Fr. David serves as a priest at St. Vincent de Paul parish, which operates Don Bosco Gumbo -- a Salesian community just outside the capital city of Juba. It includes primary and secondary schools, a youth oratory, a formation center for novices, and administrative offices. Beginning in July 2016, the community also became a refugee center when thousands of frightened South Sudanese, many of whom were women and children, stormed the gates in a desperate search for protection.
“Our community has earned widespread respect throughout the region,” explains Fr. David, “and people knew our grounds would be safe from attack. We welcomed the refugees with open arms, despite the hardships we have faced in providing adequate and ongoing humanitarian aid.”

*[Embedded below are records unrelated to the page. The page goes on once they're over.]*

//! Use case orchestration for repo-manager.
//!
//! This crate provides the application layer: use cases that coordinate the
//! settings, domain, repo, remote and render layers. The CLI crate depends on
//! this; it only handles argument parsing and process I/O.

#![forbid(unsafe_code)]

mod check;
mod explain;
mod render;
mod report;

pub use check::{
    CheckInput, CheckOutput, EXIT_ERROR, RepoReport, git_resolver, read_spec, run_check,
    verdict_exit_code,
};
pub use explain::{ExplainOutput, format_explanation, format_not_found, run_explain};
pub use render::{ReportFormat, render_report, write_text};
pub use report::{build_run_report, serialize_report, to_renderable};
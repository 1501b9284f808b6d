use std::process::Command;

#[test]
fn xtask_help_runs() {
    let exe = env!("CARGO_BIN_EXE_xtask");
    let output = Command::new(exe)
        .arg("help")
        .output()
        .expect("run xtask");

    assert!(output.status.success());
    let stderr = String::from_utf8_lossy(&output.stderr);
    assert!(stderr.contains("xtask commands"));
}

#[test]
fn xtask_explain_coverage_passes() {
    let exe = env!("CARGO_BIN_EXE_xtask");
    let output = Command::new(exe)
        .arg("explain-coverage")
        .output()
        .expect("run xtask");

    assert!(
        output.status.success(),
        "{}",
        String::from_utf8_lossy(&output.stderr)
    );
    let stdout = String::from_utf8_lossy(&output.stdout);
    assert!(stdout.contains("5 rules have explanations"));
}

#[test]
fn xtask_rejects_unknown_command() {
    let exe = env!("CARGO_BIN_EXE_xtask");
    let output = Command::new(exe)
        .arg("frobnicate")
        .output()
        .expect("run xtask");

    assert!(!output.status.success());
    let stderr = String::from_utf8_lossy(&output.stderr);
    assert!(stderr.contains("unknown xtask command: frobnicate"));
}
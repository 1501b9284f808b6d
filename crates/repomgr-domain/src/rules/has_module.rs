use super::{Rule, RuleError, RuleKind, messages};
use crate::params::{PARAM_MODULE, RuleParams};
use crate::resolver::TagResolver;

pub(super) fn build(params: &RuleParams, _resolver: &dyn TagResolver) -> Result<Rule, RuleError> {
    Ok(has_module_rule(params.require(PARAM_MODULE)?))
}

/// Warn when `module` is not required.
pub fn has_module_rule(module: &str) -> Rule {
    let module = module.to_string();
    let warn_present = messages::requirement_present(&module);

    Rule::new(RuleKind::GoDepHasModule, move |repo| {
        if repo.find_require(&module).is_none() {
            return vec![warn_present.clone()];
        }
        Vec::new()
    })
}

In order to augment the Salesians’ limited resources, Fr. David coordinated a partnership with World Vision, an international relief agency, to help provide the refugees with life-saving food. Donations from good people like you, helped pay to ship the food to feed these desperate people.
“At one point, our own supplies ran out for two months, and 37 people who were weakened by hunger died from cholera. We felt helpless, and did not want it to happen again. This partnership has been crucial.”
In fact, 4,000 men, women, and children who otherwise may not have been able to eat, received life-saving meals thanks to Fr. David’s planning and foresight, and the generosity of World Vision and caring people who gave what they could.
Experts warn that parts of South Sudan are on the brink of famine. New research shows that the failure to provide necessary interventions will likely result in millions more experiencing the highest levels of food insecurity ever recorded in South Sudan.
Today, more than 3,000 people remain housed at the temporary refugee center. This is why Fr. David and Salesian missionaries throughout the country continue to assess the situation and are working within their global networks to access additional humanitarian aid.
“With the grace of God, and the support of our generous friends, we will succeed,” he says.